INPUT RECORDS Block Start
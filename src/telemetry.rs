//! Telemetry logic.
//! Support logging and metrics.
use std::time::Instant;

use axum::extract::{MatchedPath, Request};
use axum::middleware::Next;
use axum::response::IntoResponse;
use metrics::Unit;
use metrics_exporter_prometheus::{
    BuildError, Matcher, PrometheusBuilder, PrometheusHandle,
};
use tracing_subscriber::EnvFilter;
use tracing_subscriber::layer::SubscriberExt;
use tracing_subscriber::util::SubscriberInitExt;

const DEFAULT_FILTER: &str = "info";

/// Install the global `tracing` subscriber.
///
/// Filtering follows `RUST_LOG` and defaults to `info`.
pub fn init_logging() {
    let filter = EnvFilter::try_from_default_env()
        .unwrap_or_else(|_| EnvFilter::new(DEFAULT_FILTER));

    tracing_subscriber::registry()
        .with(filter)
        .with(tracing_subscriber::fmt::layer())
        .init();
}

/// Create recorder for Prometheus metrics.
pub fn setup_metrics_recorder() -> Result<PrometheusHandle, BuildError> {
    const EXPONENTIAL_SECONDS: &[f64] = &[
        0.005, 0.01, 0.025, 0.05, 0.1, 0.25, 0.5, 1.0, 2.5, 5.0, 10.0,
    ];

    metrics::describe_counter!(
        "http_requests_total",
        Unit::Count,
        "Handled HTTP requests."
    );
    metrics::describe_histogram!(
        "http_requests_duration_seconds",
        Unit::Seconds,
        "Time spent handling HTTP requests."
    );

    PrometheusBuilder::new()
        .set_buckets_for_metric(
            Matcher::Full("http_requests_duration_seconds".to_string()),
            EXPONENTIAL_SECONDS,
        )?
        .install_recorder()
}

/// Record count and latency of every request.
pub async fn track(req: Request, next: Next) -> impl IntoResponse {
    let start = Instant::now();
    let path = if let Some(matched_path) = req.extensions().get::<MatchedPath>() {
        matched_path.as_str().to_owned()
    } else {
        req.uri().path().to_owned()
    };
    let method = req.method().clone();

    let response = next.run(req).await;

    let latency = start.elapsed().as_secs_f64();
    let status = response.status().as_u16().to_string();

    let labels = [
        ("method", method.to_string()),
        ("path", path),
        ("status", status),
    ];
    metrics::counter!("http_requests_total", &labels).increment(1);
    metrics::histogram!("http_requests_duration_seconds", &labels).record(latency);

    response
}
INPUT RECORDS Block End
Count the lines in the records above that contain the word "labels", and reply with only that number.

**ANSWER SECTION:**
3